As a young boy I desperately wished — like most children my age — for a superpower. I tried to fly, I attempted to move objects using the force of my mind. But only now had I got what I wanted: synesthesia, my very own superpower.
"What about Saturday, then?," asked Ayman.
"Light green."
"Sunday?" He was enjoying the game.
"Purple."
"Monday?"
"Yellow."
"Tuesday?"
"Red."
"Wednesday?"
"Blue."
"Thursday?"
"Brown."
"Friday?"
"White."
I think back on this memory as I press my face against the metal grille of the window of the police van in which I sit, alone. It was four years ago; I haven't seen Ayman for two years. I'm thinking about it now because, with the tumult of feelings inside me, I'm seeing another dimension to this superpower: emotion.
Injustice, brown as wet mud. Torment, a rusty red. Anger, blackish blue like an ink blot.
I'm on my way back from the Tora Prison hospital, where I've had an unusual swelling in my finger removed. In the detention room at the hospital, I ask about Ammad. When I describe him, they say they know him. Then they tell me he's dead.
The ink blot explodes again behind my eyes. I try to push the memory away: anger stains the soul just like an ink blot spoils the page.
I force my eyes to focus on the street outside, which I haven't seen for two years. The most trivial things provoke multitudes inside me.
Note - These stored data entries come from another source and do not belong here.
//! User entity model and DTOs.

use matuto_core::types::{DbId, Timestamp};
use serde::{Deserialize, Serialize};
use sqlx::FromRow;

/// Account status values stored in `users.status`.
pub const USER_STATUS_ACTIVE: i16 = 0;
pub const USER_STATUS_DISABLED: i16 = 1;

/// Full user row from the `users` table.
///
/// Contains the password hash -- NEVER serialize this to API responses directly.
/// Use [`UserResponse`] for external-facing output.
#[derive(Debug, Clone, FromRow)]
pub struct User {
    pub id: DbId,
    pub account: String,
    pub username: String,
    pub email: Option<String>,
    pub password_hash: String,
    pub avatar: Option<String>,
    pub status: i16,
    pub last_login_at: Option<Timestamp>,
    pub created_at: Timestamp,
    pub updated_at: Timestamp,
}

impl User {
    pub fn is_active(&self) -> bool {
        self.status == USER_STATUS_ACTIVE
    }
}

/// Safe user representation for API responses (no password hash).
#[derive(Debug, Clone, Serialize)]
pub struct UserResponse {
    pub id: DbId,
    pub account: String,
    pub username: String,
    pub email: Option<String>,
    pub avatar: Option<String>,
    pub status: i16,
    pub last_login_at: Option<Timestamp>,
    pub created_at: Timestamp,
}

impl From<User> for UserResponse {
    fn from(user: User) -> Self {
        Self {
            id: user.id,
            account: user.account,
            username: user.username,
            email: user.email,
            avatar: user.avatar,
            status: user.status,
            last_login_at: user.last_login_at,
            created_at: user.created_at,
        }
    }
}

/// DTO for creating a new user.
#[derive(Debug, Deserialize)]
pub struct CreateUser {
    pub account: String,
    pub username: String,
    pub email: Option<String>,
    pub password_hash: String,
}
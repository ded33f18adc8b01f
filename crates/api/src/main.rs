use std::net::SocketAddr;

use tracing_subscriber::{layer::SubscriberExt, util::SubscriberInitExt};

use matuto_api::auth::bootstrap::seed_admin;
use matuto_api::config::ServerConfig;
use matuto_api::router::build_app_router;
use matuto_api::state::AppState;

#[tokio::main]
async fn main() {
    dotenvy::dotenv().ok();

    // --- Tracing ---
    tracing_subscriber::registry()
        .with(
            tracing_subscriber::EnvFilter::try_from_default_env()
                .unwrap_or_else(|_| "matuto_api=debug,tower_http=debug".into()),
        )
        .with(tracing_subscriber::fmt::layer())
        .init();

    // --- Configuration ---
    let config = ServerConfig::from_env();
    tracing::info!(host = %config.host, port = %config.port, "Loaded server configuration");

    // --- Database ---
    let database_url = std::env::var("DATABASE_URL").expect("DATABASE_URL must be set");

    let pool = matuto_db::create_pool(&database_url)
        .await
        .expect("Failed to connect to database");
    tracing::info!("Database connection pool created");

    matuto_db::health_check(&pool)
        .await
        .expect("Database health check failed");
    tracing::info!("Database health check passed");

    matuto_db::run_migrations(&pool)
        .await
        .expect("Failed to run database migrations");
    tracing::info!("Database migrations applied");

    // --- Bootstrap administrator ---
    if let Some(admin) = &config.admin_bootstrap {
        match seed_admin(&pool, admin)
            .await
            .expect("Failed to seed administrator account")
        {
            Some(user) => tracing::info!(user_id = user.id, account = %user.account, "Administrator account created"),
            None => tracing::debug!("Accounts already exist, skipping administrator bootstrap"),
        }
    }

    // --- Storage ---
    tokio::fs::create_dir_all(&config.storage.base_path)
        .await
        .expect("Failed to create storage directory");
    tracing::info!(path = %config.storage.base_path.display(), "Attachment storage ready");

    // --- App state ---
    let state = AppState::new(pool, config.clone());

    // --- Router ---
    let app = build_app_router(state, &config);

    // --- Start server ---
    let addr = SocketAddr::new(
        config.host.parse().expect("Invalid HOST address"),
        config.port,
    );
    tracing::info!(%addr, "Starting server");

    let listener = tokio::net::TcpListener::bind(addr)
        .await
        .expect("Failed to bind to address");

    axum::serve(
        listener,
        app.into_make_service_with_connect_info::<SocketAddr>(),
    )
    .with_graceful_shutdown(shutdown_signal())
    .await
    .expect("Server error");

    tracing::info!("Graceful shutdown complete");
}

/// Wait for a termination signal to initiate graceful shutdown.
///
/// Handles both SIGINT (Ctrl-C) and SIGTERM (on Unix).
async fn shutdown_signal() {
    let ctrl_c = async {
        tokio::signal::ctrl_c()
            .await
            .expect("Failed to install Ctrl-C handler");
    };

    #[cfg(unix)]
    let terminate = async {
        tokio::signal::unix::signal(tokio::signal::unix::SignalKind::terminate())
            .expect("Failed to install SIGTERM handler")
            .recv()
            .await;
    };

    #[cfg(not(unix))]
    let terminate = std::future::pending::<()>();

    tokio::select! {
        () = ctrl_c => {
            tracing::info!("Received SIGINT (Ctrl-C), starting graceful shutdown");
        }
        () = terminate => {
            tracing::info!("Received SIGTERM, starting graceful shutdown");
        }
    }
}
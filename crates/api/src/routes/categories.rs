//! Route definitions for the admin `/admin/categories` resource.

use axum::routing::get;
use axum::Router;

use crate::handlers::categories;
use crate::state::AppState;

/// Routes mounted at `/admin/categories`.
///
/// ```text
/// GET    /      -> list_categories
/// POST   /      -> create_category
/// GET    /tree  -> category_tree
/// GET    /{id}  -> get_category
/// PUT    /{id}  -> update_category
/// DELETE /{id}  -> delete_category
/// ```
pub fn router() -> Router<AppState> {
    Router::new()
        .route(
            "/",
            get(categories::list_categories).post(categories::create_category),
        )
        .route("/tree", get(categories::category_tree))
        .route(
            "/{id}",
            get(categories::get_category)
                .put(categories::update_category)
                .delete(categories::delete_category),
        )
}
I never imagined I'd miss them so much.
A man walking. Another talking on the phone. A bunch of guys standing around a drinks cooler. Two young women on their way home from somewhere, or maybe going, I can't tell. Cats eating from an overflowing bin. Cars speeding past, kinds I know and others I'm seeing for the first time.
Trivial things. Wretched. Painful. I never imagined I'd miss them so much. I'm filled with a nostalgia that's tinged with rusty red.
Will I one day go back to seeing these things like others do? Or will the metal grille always interpose itself, until I die?
Do I have any hope of settling back in to life, of forgetting and wiping clean? Or will this sense of alienation be a loyal friend who walks arm in arm with me, promising never to leave my side?
I get out of the van and unconsciously hold out my arm for someone to undo the handcuff around my wrist. I enter the prison deep in thought. I glimpse some families watching me with pity and sympathy. Their gazes remind me of the look of the doctor talking to me, a few hours ago, during the operation.
I've pursued nothing in my life that would make me an object of pity.
I hate looks of pity. I'd prefer people to look at me with hatred — that way I can despise them. When they look at me with pity, I despise myself.
I've pursued nothing in my life that would make me an object of pity.
I lie on my back in the cell and stare up at the ceiling. A line from a children's hymn I used to like comes to mind: "Do not fear, for the wound will heal. And the darkness of the night won't last too long."
Maybe the wound will heal, I think, but the scars won't fade.
When I close my eyes, the inside of my eyelids is a muddy brown.
Editors' Note: 22-year-old student Abdelrahman al-Gendy was arrested from a car in Ramses Square, Cairo, with his father in October 2013, a few months after the ouster of former President Mohamed Morsi. They were charged, along with over 60 others, of murder, attempted murder, vandalism, possession of weapons and disturbing the public peace, and were sentenced to 15 years in prison, five years probation and a LE20,000 fine by the Cairo Criminal Court on September 30, 2014. In March 2016, their final appeal was rejected by the Court of Cassation. Gendy's father was released by presidential pardon last year, but his son remains in prison.
Gendy had won a scholarship to study engineering at the German University in Cairo and was not yet 18 years old when he was arrested. He lost his place at the university as a result of his imprisonment, and is currently enrolled at Ain Shams University and studying from Tora Prison.